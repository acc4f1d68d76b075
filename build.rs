/// Expose build metadata to `shipnote version`.
///
/// `TARGET` is the compilation target triple; `SHIPNOTE_GIT_SHA` is the
/// short commit hash of the source tree, or `unknown` outside a checkout.
fn main() {
    println!(
        "cargo:rustc-env=TARGET={}",
        std::env::var("TARGET").unwrap_or_else(|_| "unknown".to_string())
    );

    let sha = std::process::Command::new("git")
        .args(["rev-parse", "--short", "HEAD"])
        .output()
        .ok()
        .filter(|out| out.status.success())
        .map(|out| String::from_utf8_lossy(&out.stdout).trim().to_string())
        .filter(|sha| !sha.is_empty())
        .unwrap_or_else(|| "unknown".to_string());
    println!("cargo:rustc-env=SHIPNOTE_GIT_SHA={sha}");
    println!("cargo:rerun-if-changed=.git/HEAD");
}
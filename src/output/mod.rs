//! Output renderers: terminal, markdown, JSON.

pub mod json;
pub mod markdown;
pub mod terminal;

use crate::models::{ChangelogResult, Section};

/// A finished run plus the label of the source it was read from.
#[derive(Debug, Clone)]
pub struct ChangelogReport {
    pub result: ChangelogResult,
    pub source: String,
}

impl ChangelogReport {
    pub fn new(result: ChangelogResult, source: impl Into<String>) -> Self {
        Self {
            result,
            source: source.into(),
        }
    }

    /// `"Last 3 commits"` style subtitle.
    pub fn subtitle(&self) -> String {
        let count = self.result.commit_count.unwrap_or(0);
        let noun = if count == 1 { "commit" } else { "commits" };
        format!("Last {count} {noun}")
    }
}

/// Trait for rendering a changelog report to an output format.
pub trait OutputRenderer {
    /// Render the report to a string.
    fn render(&self, report: &ChangelogReport) -> String;
}

/// Strip a leading list marker (`-`, `*`, `•`) from a body line.
pub(crate) fn bullet_text(line: &str) -> &str {
    for marker in ["- ", "* ", "• "] {
        if let Some(rest) = line.strip_prefix(marker) {
            return rest.trim_start();
        }
    }
    line
}

/// Split a trailing parenthetical off a bullet: `"x (y)"` → `("x", Some("(y)"))`.
pub(crate) fn split_trailer(text: &str) -> (&str, Option<&str>) {
    if text.ends_with(')') {
        if let Some(open) = text.rfind(" (") {
            return (&text[..open], Some(&text[open + 1..]));
        }
    }
    (text, None)
}

/// Sections that carry something to show.
pub(crate) fn visible(sections: &[Section]) -> impl Iterator<Item = &Section> {
    sections.iter().filter(|s| !s.is_empty())
}

#[cfg(test)]
mod tests {
    use super::*;

    #[test]
    fn bullet_markers_are_stripped() {
        assert_eq!(bullet_text("- Add login"), "Add login");
        assert_eq!(bullet_text("*   Fix crash"), "Fix crash");
        assert_eq!(bullet_text("• Docs"), "Docs");
        assert_eq!(bullet_text("Plain line"), "Plain line");
    }

    #[test]
    fn trailer_is_split_off() {
        assert_eq!(
            split_trailer("Add login (2024-01-03, alice)"),
            ("Add login", Some("(2024-01-03, alice)"))
        );
        assert_eq!(split_trailer("No trailer"), ("No trailer", None));
        assert_eq!(split_trailer("(only)"), ("(only)", None));
    }

    #[test]
    fn subtitle_pluralizes() {
        let one = ChangelogReport::new(
            ChangelogResult::generated("x".into(), vec![], 1, 0),
            "pasted text",
        );
        assert_eq!(one.subtitle(), "Last 1 commit");
        let many = ChangelogReport::new(
            ChangelogResult::generated("x".into(), vec![], 12, 0),
            "pasted text",
        );
        assert_eq!(many.subtitle(), "Last 12 commits");
    }
}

══════

PROBLEM DESCRIPTION:
The lines to copy are those above that contain "ChangelogResult".

RESPONSE AREA:
use crate::models::{ChangelogResult, Section};
    pub result: ChangelogResult,
    pub fn new(result: ChangelogResult, source: impl Into<String>) -> Self {
            ChangelogResult::generated("x".into(), vec![], 1, 0),
            ChangelogResult::generated("x".into(), vec![], 12, 0),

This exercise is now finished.